(WHAT THE TASK REQUIRES): What lines in the records below mention "PollStatus"? List them all.

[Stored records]
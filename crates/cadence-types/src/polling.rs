use std::time::Duration;

use serde::{Deserialize, Serialize};

use crate::run::PollStatus;

pub const DEFAULT_MAX_ATTEMPTS: u32 = 80;
pub const DEFAULT_INITIAL_INTERVAL_MS: u64 = 75;
pub const DEFAULT_MAX_INTERVAL_MS: u64 = 500;
pub const DEFAULT_TIMEOUT_MS: u64 = 60_000;
pub const DEFAULT_BACKOFF_FACTOR: f64 = 1.2;

/// Configuration for one polling attempt. Immutable once handed to the
/// poller; any field may be overridden per call.
#[derive(Debug, Clone, Serialize, Deserialize, PartialEq)]
pub struct PollingConfig {
    #[serde(default = "default_max_attempts")]
    pub max_attempts: u32,
    #[serde(default = "default_initial_interval_ms")]
    pub initial_interval_ms: u64,
    #[serde(default = "default_max_interval_ms")]
    pub max_interval_ms: u64,
    #[serde(default = "default_timeout_ms")]
    pub timeout_ms: u64,
    #[serde(default = "default_backoff_factor")]
    pub backoff_factor: f64,
    /// When true, status fetches that fail also consume the attempt
    /// budget. Off by default: only successful status reads advance
    /// `attempts`, and a flaky transport is bounded by `timeout_ms`.
    #[serde(default)]
    pub count_failed_fetches: bool,
}

fn default_max_attempts() -> u32 {
    DEFAULT_MAX_ATTEMPTS
}

fn default_initial_interval_ms() -> u64 {
    DEFAULT_INITIAL_INTERVAL_MS
}

fn default_max_interval_ms() -> u64 {
    DEFAULT_MAX_INTERVAL_MS
}

fn default_timeout_ms() -> u64 {
    DEFAULT_TIMEOUT_MS
}

fn default_backoff_factor() -> f64 {
    DEFAULT_BACKOFF_FACTOR
}

impl Default for PollingConfig {
    fn default() -> Self {
        Self {
            max_attempts: DEFAULT_MAX_ATTEMPTS,
            initial_interval_ms: DEFAULT_INITIAL_INTERVAL_MS,
            max_interval_ms: DEFAULT_MAX_INTERVAL_MS,
            timeout_ms: DEFAULT_TIMEOUT_MS,
            backoff_factor: DEFAULT_BACKOFF_FACTOR,
            count_failed_fetches: false,
        }
    }
}

impl PollingConfig {
    pub fn validate(&self) -> Result<(), String> {
        if self.max_attempts == 0 {
            return Err("max_attempts must be positive".to_string());
        }
        if self.initial_interval_ms == 0 || self.max_interval_ms == 0 {
            return Err("poll intervals must be positive".to_string());
        }
        if self.initial_interval_ms > self.max_interval_ms {
            return Err(format!(
                "initial_interval_ms ({}) must not exceed max_interval_ms ({})",
                self.initial_interval_ms, self.max_interval_ms
            ));
        }
        if self.timeout_ms == 0 {
            return Err("timeout_ms must be positive".to_string());
        }
        if self.backoff_factor <= 1.0 {
            return Err("backoff_factor must be greater than 1.0".to_string());
        }
        Ok(())
    }

    pub fn initial_interval(&self) -> Duration {
        Duration::from_millis(self.initial_interval_ms)
    }

    pub fn max_interval(&self) -> Duration {
        Duration::from_millis(self.max_interval_ms)
    }

    pub fn timeout(&self) -> Duration {
        Duration::from_millis(self.timeout_ms)
    }
}

/// Outcome of one orchestration attempt. Built once when the loop exits
/// and never mutated afterwards.
#[derive(Debug, Clone, Serialize, Deserialize)]
pub struct PollingResult {
    /// True iff the terminal status observed was `completed`.
    pub success: bool,
    pub status: PollStatus,
    /// Number of status-fetch calls made.
    pub attempts: u32,
    /// Wall-clock elapsed from attempt start to outcome.
    pub total_time_ms: u64,
    pub error: Option<String>,
}

impl PollingResult {
    pub fn completed(attempts: u32, total_time_ms: u64) -> Self {
        Self {
            success: true,
            status: PollStatus::Run(crate::run::RunStatus::Completed),
            attempts,
            total_time_ms,
            error: None,
        }
    }

    pub fn failure(
        status: PollStatus,
        attempts: u32,
        total_time_ms: u64,
        error: impl Into<String>,
    ) -> Self {
        Self {
            success: false,
            status,
            attempts,
            total_time_ms,
            error: Some(error.into()),
        }
    }
}
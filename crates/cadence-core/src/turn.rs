//! Conversational-turn driver.
//!
//! Runs one user message end to end: thread, message, run, poll,
//! reply. Each stage is tracked as its own monitor phase so slow or
//! failing stages show up independently in summaries and alerts.

use std::time::Duration;

use serde_json::json;
use tracing::{warn, Level};

use cadence_observability::{emit_run_event, redact_text, ProcessKind, RunEvent};
use cadence_types::{PhaseKind, PollStatus, PollingConfig, PollingResult, TurnRequest, TurnResult};

use crate::poller::{RunPoller, RETRY_BACKOFF_STEP_MS};

const TURN_FN: &str = "run_turn";

impl RunPoller {
    /// Drives one turn to a final reply. Driver failures (thread,
    /// message or run creation, reply retrieval) are errors; a run that
    /// polls to an unsuccessful outcome is not: the caller gets the
    /// `PollingResult` and an empty reply.
    pub async fn run_turn(
        &self,
        request: &TurnRequest,
        config: &PollingConfig,
    ) -> anyhow::Result<TurnResult> {
        emit_run_event(
            Level::INFO,
            ProcessKind::Engine,
            RunEvent {
                event: "turn.start",
                component: "core.turn",
                correlation_id: Some(&request.correlation_id),
                thread_id: request.thread_id.as_deref(),
                run_id: None,
                status: None,
                attempts: None,
                error_code: None,
                detail: Some(&redact_text(&request.message)),
            },
        );

        let phase = self.monitor().start_phase(
            TURN_FN,
            PhaseKind::ThreadCreation,
            Some(json!({ "correlation_id": request.correlation_id })),
        );
        let thread_id = match &request.thread_id {
            Some(id) => {
                self.monitor()
                    .end_phase(&phase, true, None, Some(json!({ "reused": true })));
                id.clone()
            }
            None => match self.backend().create_thread().await {
                Ok(id) => {
                    self.monitor()
                        .end_phase(&phase, true, None, Some(json!({ "thread_id": id })));
                    id
                }
                Err(err) => {
                    self.monitor()
                        .end_phase(&phase, false, Some(err.to_string()), None);
                    return Err(err.context("thread creation failed"));
                }
            },
        };

        let phase = self
            .monitor()
            .start_phase(TURN_FN, PhaseKind::RunCreation, None);
        let created = async {
            self.backend()
                .add_message(&thread_id, &request.message)
                .await?;
            self.backend()
                .create_run(&thread_id, request.model.as_deref())
                .await
        }
        .await;
        let run_id = match created {
            Ok(id) => {
                self.monitor()
                    .end_phase(&phase, true, None, Some(json!({ "run_id": id })));
                id
            }
            Err(err) => {
                self.monitor()
                    .end_phase(&phase, false, Some(err.to_string()), None);
                return Err(err.context("run creation failed"));
            }
        };

        let phase = self.monitor().start_phase(
            TURN_FN,
            PhaseKind::Polling,
            Some(json!({ "run_id": run_id })),
        );
        let polling = self.poll_run_completion(&thread_id, &run_id, config).await;
        self.monitor().end_phase(
            &phase,
            polling.success,
            polling.error.clone(),
            Some(json!({ "attempts": polling.attempts, "status": polling.status.as_str() })),
        );

        if !polling.success {
            emit_run_event(
                Level::WARN,
                ProcessKind::Engine,
                RunEvent {
                    event: "turn.run_unsuccessful",
                    component: "core.turn",
                    correlation_id: Some(&request.correlation_id),
                    thread_id: Some(&thread_id),
                    run_id: Some(&run_id),
                    status: Some(polling.status.as_str()),
                    attempts: Some(polling.attempts),
                    error_code: None,
                    detail: polling.error.as_deref(),
                },
            );
            return Ok(TurnResult {
                reply: String::new(),
                thread_id,
                run_id,
                polling,
            });
        }

        let phase = self
            .monitor()
            .start_phase(TURN_FN, PhaseKind::ResponseFormatting, None);
        match self.backend().latest_assistant_message(&thread_id).await {
            Ok(reply) => {
                self.monitor().end_phase(&phase, true, None, None);
                emit_run_event(
                    Level::INFO,
                    ProcessKind::Engine,
                    RunEvent {
                        event: "turn.completed",
                        component: "core.turn",
                        correlation_id: Some(&request.correlation_id),
                        thread_id: Some(&thread_id),
                        run_id: Some(&run_id),
                        status: Some(polling.status.as_str()),
                        attempts: Some(polling.attempts),
                        error_code: None,
                        detail: None,
                    },
                );
                Ok(TurnResult {
                    reply,
                    thread_id,
                    run_id,
                    polling,
                })
            }
            Err(err) => {
                self.monitor()
                    .end_phase(&phase, false, Some(err.to_string()), None);
                Err(err.context("response retrieval failed"))
            }
        }
    }

    /// Retries the whole turn with the same linear backoff as
    /// [`poll_with_retry`](Self::poll_with_retry). Driver errors are
    /// caught on every attempt; after the last one they surface as a
    /// result with the `error` sentinel status. Each retry starts a
    /// fresh run; a failed run is never resumed.
    pub async fn run_turn_with_retry(
        &self,
        request: &TurnRequest,
        config: &PollingConfig,
        max_retries: u32,
    ) -> TurnResult {
        let started = tokio::time::Instant::now();
        let mut last: Option<TurnResult> = None;
        for attempt in 0..=max_retries {
            if attempt > 0 {
                let backoff = Duration::from_millis(RETRY_BACKOFF_STEP_MS * attempt as u64);
                tokio::time::sleep(backoff).await;
            }
            match self.run_turn(request, config).await {
                Ok(result) if result.polling.success => return result,
                Ok(result) => {
                    warn!(
                        attempt,
                        status = %result.polling.status,
                        "turn attempt unsuccessful"
                    );
                    last = Some(result);
                }
                Err(err) => {
                    warn!(attempt, error = %err, "turn attempt errored");
                    last = Some(TurnResult {
                        reply: String::new(),
                        thread_id: request.thread_id.clone().unwrap_or_default(),
                        run_id: String::new(),
                        polling: PollingResult::failure(
                            PollStatus::Error,
                            0,
                            started.elapsed().as_millis() as u64,
                            format!("{err:#}"),
                        ),
                    });
                }
            }
        }
        last.unwrap_or_else(|| TurnResult {
            reply: String::new(),
            thread_id: request.thread_id.clone().unwrap_or_default(),
            run_id: String::new(),
            polling: PollingResult::failure(PollStatus::Error, 0, 0, "no turn attempt executed"),
        })
    }
}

(ANSWER TO THE PROBLEM):
use crate::run::PollStatus;
    pub status: PollStatus,
            status: PollStatus::Run(crate::run::RunStatus::Completed),
        status: PollStatus,
use cadence_types::{PhaseKind, PollStatus, PollingConfig, PollingResult, TurnRequest, TurnResult};
                            PollStatus::Error,
            polling: PollingResult::failure(PollStatus::Error, 0, 0, "no turn attempt executed"),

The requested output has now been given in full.